Don't Stop Believin'

Apr 25, 2017 | by Nation Inside team

One way prisons cause catastrophic harm is by adversely impacting the health of the incarcerated and their families, forcing an already economically burdened population to sink deeper into poverty and isolation. A state representative in Florida deserves plaudits for trying to help.

Representative David Richardson has been taking on a privately run women’s prison in his district of Gadsden County, Florida—for failing to protect the well-being of its inmates. It’s a problem we’re familiar with here at Nation Inside, where we’ve been championing “Stop the Heat” campaigns that challenge the dangerously high temperatures found in uncooled prison cells during summer.

The facility is Gadsden Correctional. It’s owned by the Management Training Corporation, and  is the state’s largest privately run prison. According to the Miami Herald, when Richardson decided to inspect it, he was taken aback.

“Among the conditions Richardson observed during two surprise visits this month: 55-degree temperatures in inmate cells; no hot water; care being withheld from ill inmates; a tooth extraction without sedation; an inmate who contracted pneumonia after being housed in a unit with no heat or hot water; and reports that guards who impregnated inmates were allowed to remain on the job.”

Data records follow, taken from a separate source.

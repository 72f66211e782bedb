//! Base experience tables, before the per-skill multiplier.
//!
//! Every table is a tiered bucket lookup; inputs without a bucket fall to the
//! table's default (zero for gathering skills, a small flat value for combat,
//! fishing and trading).

use super::{EntityKind, Material};

pub const FISHING_BASE_XP: f64 = 10.0;
pub const ENCHANTING_XP_PER_LEVEL: f64 = 5.0;
pub const TRADE_BASE_XP: f64 = 10.0;
pub const COMBAT_DEFAULT_XP: f64 = 5.0;

pub const fn mining(material: Material) -> f64 {
    use Material::*;
    match material {
        Stone | Cobblestone | Andesite | Diorite | Granite => 1.0,
        CoalOre | DeepslateCoalOre => 5.0,
        CopperOre | DeepslateCopperOre | RawCopperBlock => 8.0,
        IronOre | DeepslateIronOre | RawIronBlock => 10.0,
        NetherQuartzOre => 10.0,
        RedstoneOre | DeepslateRedstoneOre => 12.0,
        LapisOre | DeepslateLapisOre => 12.0,
        GoldOre | DeepslateGoldOre | RawGoldBlock | NetherGoldOre => 15.0,
        Obsidian | CryingObsidian => 20.0,
        DiamondOre | DeepslateDiamondOre => 25.0,
        EmeraldOre | DeepslateEmeraldOre => 30.0,
        AncientDebris => 50.0,
        _ => 0.0,
    }
}

pub const fn woodcutting(material: Material) -> f64 {
    use Material::*;
    match material {
        OakLog | OakWood | StrippedOakLog | StrippedOakWood => 5.0,
        SpruceLog | SpruceWood | StrippedSpruceLog | StrippedSpruceWood => 5.0,
        BirchLog | BirchWood | StrippedBirchLog | StrippedBirchWood => 5.0,
        AcaciaLog | AcaciaWood | StrippedAcaciaLog | StrippedAcaciaWood => 6.0,
        JungleLog | JungleWood | StrippedJungleLog | StrippedJungleWood => 7.0,
        MangroveLog | MangroveWood | StrippedMangroveLog | StrippedMangroveWood => 7.0,
        CherryLog | CherryWood | StrippedCherryLog | StrippedCherryWood => 7.0,
        DarkOakLog | DarkOakWood | StrippedDarkOakLog | StrippedDarkOakWood => 8.0,
        CrimsonStem | CrimsonHyphae | StrippedCrimsonStem | StrippedCrimsonHyphae => 10.0,
        WarpedStem | WarpedHyphae | StrippedWarpedStem | StrippedWarpedHyphae => 10.0,
        _ => 0.0,
    }
}

pub const fn combat(entity: EntityKind) -> f64 {
    use EntityKind::*;
    match entity {
        Chicken | Cow | Pig | Sheep | Rabbit => 2.0,
        Zombie | Skeleton | Creeper | Spider | CaveSpider => 10.0,
        Phantom | Drowned => 12.0,
        Enderman | Witch => 15.0,
        Piglin | PiglinBrute | Hoglin => 15.0,
        Pillager | Vindicator | Evoker | Ravager => 18.0,
        Blaze | Ghast | MagmaCube | WitherSkeleton => 20.0,
        Shulker => 25.0,
        Guardian | ElderGuardian => 30.0,
        Warden => 200.0,
        Wither => 300.0,
        EnderDragon => 500.0,
        _ => COMBAT_DEFAULT_XP,
    }
}

pub const fn farming(crop: Material) -> f64 {
    use Material::*;
    match crop {
        Bamboo => 1.0,
        SugarCane | Cactus => 2.0,
        Melon | SweetBerryBush => 3.0,
        Pumpkin | Cocoa => 4.0,
        Wheat | Carrots | Potatoes | Beetroots => 5.0,
        NetherWart => 6.0,
        _ => 0.0,
    }
}

/// Whether breaking `material` counts as a harvest for farming.
pub const fn is_crop(material: Material) -> bool {
    farming(material) > 0.0
}

pub const fn fishing(caught: Material) -> f64 {
    use Material::*;
    match caught {
        EnchantedBook | NameTag | Saddle | NautilusShell => 25.0,
        Bow | FishingRod => 20.0,
        Cod | Salmon => 10.0,
        TropicalFish => 12.0,
        Pufferfish => 15.0,
        LeatherBoots | Leather | Bone | Thread | Bowl | Stick | InkSac | TripwireHook
        | LilyPad | RottenFlesh | Bamboo => 5.0,
        _ => FISHING_BASE_XP,
    }
}

/// Per-item value of a trade result.
pub const fn trade_value(result: Material) -> f64 {
    use Material::*;
    match result {
        Diamond | DiamondSword | DiamondPickaxe | DiamondAxe | DiamondShovel | DiamondHoe
        | DiamondHelmet | DiamondChestplate | DiamondLeggings | DiamondBoots => 30.0,
        Emerald | EmeraldBlock => 25.0,
        IronIngot | GoldIngot | IronSword | IronPickaxe | IronAxe | IronHelmet
        | IronChestplate | IronLeggings | IronBoots => 15.0,
        EnchantedBook => 35.0,
        EnderPearl | Glowstone | Redstone => 12.0,
        _ => TRADE_BASE_XP,
    }
}

/// Items the fishing treasure bonus draws from, uniformly.
pub const TREASURE: [Material; 7] = [
    Material::NameTag,
    Material::Saddle,
    Material::Bow,
    Material::FishingRod,
    Material::Book,
    Material::NautilusShell,
    Material::LilyPad,
];
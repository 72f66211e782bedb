//! In-memory ProfileRepository implementation for tests and local runs.

use std::collections::HashMap;
use std::sync::RwLock;

use progression_core::{PlayerId, SkillProfile};

use crate::repository::{ProfileRepository, RepositoryError, Result};

/// In-memory implementation of ProfileRepository.
///
/// Keeps a cloned snapshot per player; loaded copies come back marked as
/// existing, like records read from disk.
#[derive(Default)]
pub struct InMemoryProfileRepository {
    profiles: RwLock<HashMap<PlayerId, SkillProfile>>,
}

impl InMemoryProfileRepository {
    pub fn new() -> Self {
        Self::default()
    }

    /// Number of stored profiles.
    pub fn len(&self) -> usize {
        self.profiles.read().map(|p| p.len()).unwrap_or(0)
    }

    pub fn is_empty(&self) -> bool {
        self.len() == 0
    }
}

impl ProfileRepository for InMemoryProfileRepository {
    fn save(&self, player: &PlayerId, profile: &SkillProfile) -> Result<()> {
        let mut profiles = self
            .profiles
            .write()
            .map_err(|_| RepositoryError::LockPoisoned)?;
        profiles.insert(*player, profile.clone());
        Ok(())
    }

    fn load(&self, player: &PlayerId) -> Result<Option<SkillProfile>> {
        let profiles = self
            .profiles
            .read()
            .map_err(|_| RepositoryError::LockPoisoned)?;
        Ok(profiles.get(player).cloned().map(|mut profile| {
            profile.mark_as_existing();
            profile
        }))
    }

    fn exists(&self, player: &PlayerId) -> bool {
        self.profiles
            .read()
            .map(|profiles| profiles.contains_key(player))
            .unwrap_or(false)
    }
}
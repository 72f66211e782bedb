/// The fixed set of progression tracks a player levels independently.
///
/// The string form (`MINING`, `WOODCUTTING`, ...) is the key used in persisted
/// records; parsing is case-insensitive so operator input like `mining` works.
#[derive(
    Clone,
    Copy,
    Debug,
    PartialEq,
    Eq,
    PartialOrd,
    Ord,
    Hash,
    strum::Display,
    strum::EnumString,
    strum::AsRefStr,
    strum::IntoStaticStr,
)]
#[cfg_attr(feature = "serde", derive(serde::Serialize, serde::Deserialize))]
#[cfg_attr(feature = "serde", serde(rename_all = "SCREAMING_SNAKE_CASE"))]
#[strum(serialize_all = "SCREAMING_SNAKE_CASE", ascii_case_insensitive)]
pub enum SkillKind {
    Mining,
    Woodcutting,
    Combat,
    Farming,
    Fishing,
    Enchanting,
    Trading,
}

impl SkillKind {
    /// Number of skill kinds.
    pub const COUNT: usize = 7;

    /// Every skill kind, in declaration order.
    pub const ALL: [SkillKind; Self::COUNT] = [
        SkillKind::Mining,
        SkillKind::Woodcutting,
        SkillKind::Combat,
        SkillKind::Farming,
        SkillKind::Fishing,
        SkillKind::Enchanting,
        SkillKind::Trading,
    ];

    /// Dense index in `0..COUNT`, used for array-backed per-skill settings.
    #[inline]
    pub const fn index(self) -> usize {
        self as usize
    }

    /// Upper-case identifier used in records and environment keys.
    pub fn key(self) -> &'static str {
        self.into()
    }

    /// Human-facing name, e.g. `Woodcutting`.
    pub const fn display_name(self) -> &'static str {
        match self {
            SkillKind::Mining => "Mining",
            SkillKind::Woodcutting => "Woodcutting",
            SkillKind::Combat => "Combat",
            SkillKind::Farming => "Farming",
            SkillKind::Fishing => "Fishing",
            SkillKind::Enchanting => "Enchanting",
            SkillKind::Trading => "Trading",
        }
    }
}
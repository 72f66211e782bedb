//! Print a stored profile.

use anyhow::Result;
use clap::Parser;
use console::style;
use progression_core::{PlayerId, SkillProfile};
use runtime::ProfileRepository;

use crate::context::Context;

/// Print a player's skills
#[derive(Parser, Debug)]
pub struct Show {
    /// Player UUID
    pub player: PlayerId,
}

impl Show {
    pub fn execute(self, context: &Context) -> Result<()> {
        match context.repository.load(&self.player)? {
            Some(profile) => print_profile(&profile),
            None => println!(
                "{} No profile stored for {}",
                style("✗").red().bold(),
                self.player
            ),
        }
        Ok(())
    }
}

fn print_profile(profile: &SkillProfile) {
    println!("{}", style(format!("Player {}", profile.player_id())).bold());

    for skill in profile.skills() {
        let required = skill.required_experience();
        let progress = if required > 0.0 {
            skill.experience() / required * 100.0
        } else {
            0.0
        };
        let marker = if profile.displayed_skill() == Some(skill.kind()) {
            "*"
        } else {
            " "
        };
        println!(
            "{} {:<12} lvl {:>5}  {:>12.1} / {:<12.1} ({:.0}%)",
            marker,
            skill.kind().display_name(),
            skill.level(),
            skill.experience(),
            required,
            progress
        );
    }

    println!("  Total level: {}", style(profile.total_level()).cyan());
}
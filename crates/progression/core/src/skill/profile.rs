use std::collections::HashMap;
use std::fmt;
use std::str::FromStr;

use uuid::Uuid;

use super::{LevelFormula, Skill, SkillKind};

/// Opaque player identity.
#[derive(Clone, Copy, Debug, PartialEq, Eq, PartialOrd, Ord, Hash)]
#[cfg_attr(feature = "serde", derive(serde::Serialize, serde::Deserialize))]
#[cfg_attr(feature = "serde", serde(transparent))]
pub struct PlayerId(pub Uuid);

impl PlayerId {
    pub fn new_random() -> Self {
        Self(Uuid::new_v4())
    }

    pub fn as_uuid(&self) -> &Uuid {
        &self.0
    }
}

impl From<Uuid> for PlayerId {
    fn from(value: Uuid) -> Self {
        Self(value)
    }
}

impl fmt::Display for PlayerId {
    fn fmt(&self, f: &mut fmt::Formatter<'_>) -> fmt::Result {
        self.0.hyphenated().fmt(f)
    }
}

impl FromStr for PlayerId {
    type Err = uuid::Error;

    fn from_str(s: &str) -> Result<Self, Self::Err> {
        Uuid::parse_str(s).map(Self)
    }
}

/// One player's skills, exactly one [`Skill`] per [`SkillKind`].
#[derive(Clone, Debug, PartialEq)]
pub struct SkillProfile {
    player_id: PlayerId,
    skills: HashMap<SkillKind, Skill>,
    is_new: bool,
    displayed_skill: Option<SkillKind>,
}

impl SkillProfile {
    /// Fresh profile for a first-time player: every skill at level 1.
    pub fn new(player_id: PlayerId, formula: LevelFormula) -> Self {
        let skills = SkillKind::ALL
            .iter()
            .map(|&kind| (kind, Skill::new(kind, formula)))
            .collect();
        Self {
            player_id,
            skills,
            is_new: true,
            displayed_skill: None,
        }
    }

    /// Profile rebuilt from storage. The map is taken as-is; the loader is
    /// responsible for filling any kind the record did not contain.
    pub fn with_skills(player_id: PlayerId, skills: HashMap<SkillKind, Skill>) -> Self {
        Self {
            player_id,
            skills,
            is_new: false,
            displayed_skill: None,
        }
    }

    pub fn player_id(&self) -> PlayerId {
        self.player_id
    }

    pub fn get_skill(&self, kind: SkillKind) -> Option<&Skill> {
        self.skills.get(&kind)
    }

    pub fn get_skill_mut(&mut self, kind: SkillKind) -> Option<&mut Skill> {
        self.skills.get_mut(&kind)
    }

    /// Skills in [`SkillKind::ALL`] order.
    pub fn skills(&self) -> impl Iterator<Item = &Skill> {
        SkillKind::ALL.iter().filter_map(|kind| self.skills.get(kind))
    }

    /// Insert or replace the skill of the same kind.
    pub fn add_skill(&mut self, skill: Skill) {
        self.skills.insert(skill.kind(), skill);
    }

    pub fn has_all_skills(&self) -> bool {
        SkillKind::ALL.iter().all(|kind| self.skills.contains_key(kind))
    }

    pub fn is_new(&self) -> bool {
        self.is_new
    }

    pub fn mark_as_existing(&mut self) {
        self.is_new = false;
    }

    pub fn displayed_skill(&self) -> Option<SkillKind> {
        self.displayed_skill
    }

    pub fn set_displayed_skill(&mut self, kind: Option<SkillKind>) {
        self.displayed_skill = kind;
    }

    /// Sum of all skill levels.
    pub fn total_level(&self) -> u64 {
        self.skills.values().map(|skill| u64::from(skill.level())).sum()
    }
}

#[cfg(test)]
mod tests {
    use super::*;

    #[test]
    fn new_profile_has_every_kind() {
        let profile = SkillProfile::new(PlayerId::new_random(), LevelFormula::default());
        assert!(profile.is_new());
        assert!(profile.has_all_skills());
        assert_eq!(profile.skills().count(), SkillKind::COUNT);
        assert_eq!(profile.total_level(), SkillKind::COUNT as u64);
    }

    #[test]
    fn mutations_through_get_skill_mut_are_visible() {
        let mut profile = SkillProfile::new(PlayerId::new_random(), LevelFormula::default());
        profile
            .get_skill_mut(SkillKind::Combat)
            .unwrap()
            .add_experience(120.0);

        let combat = profile.get_skill(SkillKind::Combat).unwrap();
        assert_eq!(combat.level(), 2);
        assert_eq!(combat.experience(), 20.0);
    }

    #[test]
    fn add_skill_replaces_same_kind() {
        let formula = LevelFormula::default();
        let mut profile = SkillProfile::with_skills(PlayerId::new_random(), HashMap::new());
        assert!(!profile.is_new());
        assert!(profile.get_skill(SkillKind::Mining).is_none());

        profile.add_skill(Skill::new(SkillKind::Mining, formula));
        profile.add_skill(Skill::restored(SkillKind::Mining, 9, 3.0, formula));

        assert_eq!(profile.skills().count(), 1);
        assert_eq!(profile.get_skill(SkillKind::Mining).unwrap().level(), 9);
        assert!(!profile.has_all_skills());
    }

    #[test]
    fn display_preference_and_new_flag() {
        let mut profile = SkillProfile::new(PlayerId::new_random(), LevelFormula::default());
        assert_eq!(profile.displayed_skill(), None);

        profile.set_displayed_skill(Some(SkillKind::Fishing));
        profile.mark_as_existing();

        assert_eq!(profile.displayed_skill(), Some(SkillKind::Fishing));
        assert!(!profile.is_new());
    }

    #[test]
    fn player_id_round_trips_through_text() {
        let id = PlayerId::new_random();
        let parsed: PlayerId = id.to_string().parse().unwrap();
        assert_eq!(parsed, id);
        assert!("not-a-uuid".parse::<PlayerId>().is_err());
    }
}
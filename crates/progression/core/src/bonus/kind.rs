use crate::skill::SkillKind;

/// Level-derived bonus, one per skill.
#[derive(Clone, Copy, Debug, PartialEq, Eq, Hash, strum::Display)]
#[cfg_attr(feature = "serde", derive(serde::Serialize, serde::Deserialize))]
#[strum(serialize_all = "snake_case")]
pub enum BonusKind {
    MiningDoubleDrop,
    WoodcuttingDoubleDrop,
    FarmingDoubleCrop,
    CombatDamage,
    FishingTreasure,
    EnchantingCostReduction,
    TradingDiscount,
}

impl BonusKind {
    pub const ALL: [BonusKind; 7] = [
        BonusKind::MiningDoubleDrop,
        BonusKind::WoodcuttingDoubleDrop,
        BonusKind::FarmingDoubleCrop,
        BonusKind::CombatDamage,
        BonusKind::FishingTreasure,
        BonusKind::EnchantingCostReduction,
        BonusKind::TradingDiscount,
    ];

    /// Configuration key of the per-level rate.
    pub const fn key(self) -> &'static str {
        match self {
            BonusKind::MiningDoubleDrop => "mining.double-drop-chance-per-level",
            BonusKind::WoodcuttingDoubleDrop => "woodcutting.double-drop-chance-per-level",
            BonusKind::FarmingDoubleCrop => "farming.double-crop-chance-per-level",
            BonusKind::CombatDamage => "combat.damage-bonus-per-level",
            BonusKind::FishingTreasure => "fishing.treasure-chance-per-level",
            BonusKind::EnchantingCostReduction => "enchanting.cost-reduction-per-level",
            BonusKind::TradingDiscount => "trading.discount-per-level",
        }
    }

    /// Upper bound of the accumulated bonus in percent. Combat damage is uncapped.
    pub const fn cap(self) -> Option<f64> {
        match self {
            BonusKind::MiningDoubleDrop
            | BonusKind::WoodcuttingDoubleDrop
            | BonusKind::FarmingDoubleCrop => Some(100.0),
            BonusKind::CombatDamage => None,
            BonusKind::FishingTreasure => Some(50.0),
            BonusKind::EnchantingCostReduction => Some(80.0),
            BonusKind::TradingDiscount => Some(50.0),
        }
    }

    pub const fn default_rate(self) -> f64 {
        match self {
            BonusKind::FishingTreasure | BonusKind::TradingDiscount => 0.3,
            _ => 0.5,
        }
    }

    /// Skill whose level drives this bonus.
    pub const fn skill(self) -> SkillKind {
        match self {
            BonusKind::MiningDoubleDrop => SkillKind::Mining,
            BonusKind::WoodcuttingDoubleDrop => SkillKind::Woodcutting,
            BonusKind::FarmingDoubleCrop => SkillKind::Farming,
            BonusKind::CombatDamage => SkillKind::Combat,
            BonusKind::FishingTreasure => SkillKind::Fishing,
            BonusKind::EnchantingCostReduction => SkillKind::Enchanting,
            BonusKind::TradingDiscount => SkillKind::Trading,
        }
    }

    pub const fn for_skill(kind: SkillKind) -> BonusKind {
        match kind {
            SkillKind::Mining => BonusKind::MiningDoubleDrop,
            SkillKind::Woodcutting => BonusKind::WoodcuttingDoubleDrop,
            SkillKind::Farming => BonusKind::FarmingDoubleCrop,
            SkillKind::Combat => BonusKind::CombatDamage,
            SkillKind::Fishing => BonusKind::FishingTreasure,
            SkillKind::Enchanting => BonusKind::EnchantingCostReduction,
            SkillKind::Trading => BonusKind::TradingDiscount,
        }
    }
}

#[cfg(test)]
mod tests {
    use super::*;

    #[test]
    fn every_skill_owns_exactly_one_bonus() {
        for kind in SkillKind::ALL {
            assert_eq!(BonusKind::for_skill(kind).skill(), kind);
        }
    }

    #[test]
    fn keys_are_prefixed_by_owning_skill() {
        for kind in SkillKind::ALL {
            let bonus = BonusKind::for_skill(kind);
            let prefix = kind.display_name().to_ascii_lowercase();
            assert!(bonus.key().starts_with(&prefix), "{}", bonus.key());
        }
    }
}
//! Repository contract for durable player profiles.

use progression_core::{PlayerId, SkillProfile};

use super::Result;

/// Durable store holding one record per player.
pub trait ProfileRepository: Send + Sync {
    /// Prepare the backing store. Called once before first use.
    fn initialize(&self) -> Result<()> {
        Ok(())
    }

    /// Persist the full profile, replacing any previous record.
    fn save(&self, player: &PlayerId, profile: &SkillProfile) -> Result<()>;

    /// Load a profile. `Ok(None)` when the player has no record.
    fn load(&self, player: &PlayerId) -> Result<Option<SkillProfile>>;

    /// Whether a current record exists.
    fn exists(&self, player: &PlayerId) -> bool;
}
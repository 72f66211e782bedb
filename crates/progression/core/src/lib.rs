//! Deterministic progression rules shared by the runtime and operator tools.
//!
//! `progression-core` defines the canonical skill model (kinds, leveling curve,
//! per-player profiles), the stimulus-to-experience lookup tables, and the
//! level-derived bonus formulas. Everything here is pure: persistence, caching
//! and logging live in the `runtime` crate, which depends on the types
//! re-exported below.
//!
//! External inputs reach the rules through two seams in [`env`]:
//! - [`ConfigOracle`] supplies multipliers, curve parameters and bonus rates
//! - [`RandomSource`] supplies the uniform draws behind chance-based bonuses
pub mod bonus;
pub mod config;
pub mod env;
pub mod experience;
pub mod skill;

pub use bonus::{BonusKind, BonusManager};
pub use config::{ConfigError, SkillsConfig};
pub use env::{ConfigOracle, PcgRandom, RandomSource};
pub use experience::{EntityKind, ExperienceCalculator, ItemStack, Material, TradeOffer};
pub use skill::{ExperienceResult, LevelFormula, PlayerId, Skill, SkillKind, SkillProfile};
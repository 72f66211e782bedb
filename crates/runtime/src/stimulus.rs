//! Dispatch from raw gameplay stimuli to experience awards and bonuses.
//!
//! The host engine decides when something happened and reports it as a
//! [`Stimulus`]; the handler picks the skill, computes the experience, awards
//! it and resolves the bonus the host should apply.

use std::sync::Arc;

use progression_core::{
    BonusManager, ConfigOracle, EntityKind, ExperienceCalculator, ExperienceResult, ItemStack,
    Material, PlayerId, SkillKind, TradeOffer, experience::tables,
};
use tracing::debug;

use crate::manager::PlayerDataManager;

/// Something a player did that may be worth experience.
#[derive(Clone, Copy, Debug, PartialEq)]
pub enum Stimulus {
    /// A block was broken. `fully_grown` only matters for crops.
    BlockBroken { block: Material, fully_grown: bool },
    /// Items picked up from the ground, e.g. ore drops.
    ItemPickedUp(ItemStack),
    /// The player dealt `damage` to an entity.
    EntityDamaged { damage: f64 },
    EntityKilled(EntityKind),
    /// A fishing line landed; `None` when nothing came up.
    FishCaught(Option<Material>),
    /// An enchantment was bought for `cost` levels.
    Enchanted { cost: u32 },
    /// A merchant trade; `None` when no recipe was selected.
    Traded(Option<TradeOffer>),
}

/// What the host should change in the world.
#[derive(Clone, Copy, Debug, PartialEq)]
pub enum BonusOutcome {
    None,
    /// Drop one extra item at the broken block.
    ExtraDrop(Material),
    /// Give this item instead of the original catch.
    Catch(Option<Material>),
    /// Replace the dealt damage.
    Damage(f64),
    /// Charge this many levels instead.
    EnchantCost(u32),
}

#[derive(Clone, Copy, Debug, PartialEq)]
pub struct StimulusOutcome {
    /// `None` when the stimulus earned nothing.
    pub result: Option<ExperienceResult>,
    pub bonus: BonusOutcome,
}

impl StimulusOutcome {
    fn nothing() -> Self {
        Self {
            result: None,
            bonus: BonusOutcome::None,
        }
    }
}

/// Awards at most one skill per stimulus.
pub struct StimulusHandler {
    manager: Arc<PlayerDataManager>,
    calculator: ExperienceCalculator,
    bonuses: BonusManager,
    config: Arc<dyn ConfigOracle>,
}

impl StimulusHandler {
    pub fn new(
        manager: Arc<PlayerDataManager>,
        calculator: ExperienceCalculator,
        bonuses: BonusManager,
        config: Arc<dyn ConfigOracle>,
    ) -> Self {
        Self {
            manager,
            calculator,
            bonuses,
            config,
        }
    }

    pub fn manager(&self) -> &Arc<PlayerDataManager> {
        &self.manager
    }

    fn level(&self, player: PlayerId, kind: SkillKind) -> u32 {
        self.manager
            .get_profile(player)
            .lock()
            .get_skill(kind)
            .map_or(1, |skill| skill.level())
    }

    /// Award `amount` if positive and the skill is enabled. A level-up
    /// schedules an immediate background save.
    fn award(&self, player: PlayerId, kind: SkillKind, amount: f64) -> Option<ExperienceResult> {
        if amount <= 0.0 || !self.config.is_skill_enabled(kind) {
            return None;
        }
        let result = self.manager.award_experience(player, kind, amount);
        if result.leveled_up {
            debug!("Saving player {} after {} level-up", player, kind.display_name());
            // Detached: the save reports its own outcome.
            drop(self.manager.save_profile(player));
        }
        Some(result)
    }

    pub fn handle(&self, player: PlayerId, stimulus: Stimulus) -> StimulusOutcome {
        match stimulus {
            Stimulus::BlockBroken { block, fully_grown } => {
                self.block_broken(player, block, fully_grown)
            }
            Stimulus::ItemPickedUp(stack) => self.item_picked_up(player, stack),
            Stimulus::EntityDamaged { damage } => self.entity_damaged(player, damage),
            Stimulus::EntityKilled(entity) => {
                let amount = self.calculator.combat_xp(Some(entity));
                StimulusOutcome {
                    result: self.award(player, SkillKind::Combat, amount),
                    bonus: BonusOutcome::None,
                }
            }
            Stimulus::FishCaught(caught) => self.fish_caught(player, caught),
            Stimulus::Enchanted { cost } => self.enchanted(player, cost),
            Stimulus::Traded(trade) => StimulusOutcome {
                result: self.award(
                    player,
                    SkillKind::Trading,
                    self.calculator.trading_xp(trade.as_ref()),
                ),
                bonus: BonusOutcome::None,
            },
        }
    }

    fn block_broken(&self, player: PlayerId, block: Material, fully_grown: bool) -> StimulusOutcome {
        let mining = self.calculator.mining_xp(Some(block));
        if mining > 0.0 {
            let result = self.award(player, SkillKind::Mining, mining);
            let bonus = result
                .and_then(|_| {
                    self.bonuses
                        .mining_extra_drop(self.level(player, SkillKind::Mining), block)
                })
                .map_or(BonusOutcome::None, BonusOutcome::ExtraDrop);
            return StimulusOutcome { result, bonus };
        }

        let woodcutting = self.calculator.woodcutting_xp(Some(block));
        if woodcutting > 0.0 {
            let result = self.award(player, SkillKind::Woodcutting, woodcutting);
            let bonus = result
                .and_then(|_| {
                    self.bonuses
                        .woodcutting_extra_drop(self.level(player, SkillKind::Woodcutting), block)
                })
                .map_or(BonusOutcome::None, BonusOutcome::ExtraDrop);
            return StimulusOutcome { result, bonus };
        }

        if !(fully_grown && tables::is_crop(block)) {
            return StimulusOutcome::nothing();
        }
        let farming = self.calculator.farming_xp(Some(block));
        let result = self.award(player, SkillKind::Farming, farming);
        let bonus = result
            .and_then(|_| {
                self.bonuses
                    .farming_extra_crop(self.level(player, SkillKind::Farming), block)
            })
            .map_or(BonusOutcome::None, BonusOutcome::ExtraDrop);
        StimulusOutcome { result, bonus }
    }

    fn item_picked_up(&self, player: PlayerId, stack: ItemStack) -> StimulusOutcome {
        let amount = f64::from(stack.amount);

        let mining = self.calculator.mining_xp(Some(stack.material)) * amount;
        if mining > 0.0 {
            return StimulusOutcome {
                result: self.award(player, SkillKind::Mining, mining),
                bonus: BonusOutcome::None,
            };
        }

        let woodcutting = self.calculator.woodcutting_xp(Some(stack.material)) * amount;
        StimulusOutcome {
            result: self.award(player, SkillKind::Woodcutting, woodcutting),
            bonus: BonusOutcome::None,
        }
    }

    fn entity_damaged(&self, player: PlayerId, damage: f64) -> StimulusOutcome {
        if !self.config.is_skill_enabled(SkillKind::Combat) {
            return StimulusOutcome::nothing();
        }
        let multiplier = self
            .bonuses
            .combat_damage_multiplier(self.level(player, SkillKind::Combat));
        let bonus = if multiplier != 1.0 {
            BonusOutcome::Damage(damage * multiplier)
        } else {
            BonusOutcome::None
        };
        StimulusOutcome { result: None, bonus }
    }

    /// The catch may be upgraded first; experience is always for the
    /// original catch.
    fn fish_caught(&self, player: PlayerId, caught: Option<Material>) -> StimulusOutcome {
        let enabled = self.config.is_skill_enabled(SkillKind::Fishing);
        let bonus = match caught {
            Some(_) if enabled => {
                let upgraded = self
                    .bonuses
                    .fishing_catch(self.level(player, SkillKind::Fishing), caught);
                if upgraded != caught {
                    BonusOutcome::Catch(upgraded)
                } else {
                    BonusOutcome::None
                }
            }
            _ => BonusOutcome::None,
        };

        let amount = self.calculator.fishing_xp(caught);
        let result = self.award(player, SkillKind::Fishing, amount);
        StimulusOutcome { result, bonus }
    }

    /// The cost is reduced first; experience is for the original cost.
    fn enchanted(&self, player: PlayerId, cost: u32) -> StimulusOutcome {
        let enabled = self.config.is_skill_enabled(SkillKind::Enchanting);
        let bonus = if enabled {
            let reduced = self
                .bonuses
                .enchanting_cost(self.level(player, SkillKind::Enchanting), cost);
            if reduced != cost {
                BonusOutcome::EnchantCost(reduced)
            } else {
                BonusOutcome::None
            }
        } else {
            BonusOutcome::None
        };

        let amount = self.calculator.enchanting_xp(cost);
        let result = self.award(player, SkillKind::Enchanting, amount);
        StimulusOutcome { result, bonus }
    }

    /// Price multiplier for the player's next trade.
    pub fn trading_discount(&self, player: PlayerId) -> f64 {
        if !self.config.is_skill_enabled(SkillKind::Trading) {
            return 1.0;
        }
        self.bonuses
            .trading_discount(self.level(player, SkillKind::Trading))
    }
}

Though U.S. politics are a mess, right now, ending mass incarceration enjoys wide, bipartisan support. One reason is that more and more impacted individuals have realized they’re not alone, that they’re a large constituency that needs to speak out.

“Richardson said that when he told the Herald/Times about the harsh and unsafe conditions at Gadsden Correctional in February, he knew he would get feedback. But he didn’t expect the avalanche of emails and phone calls from families — and even former officers employed by the private prison operator.”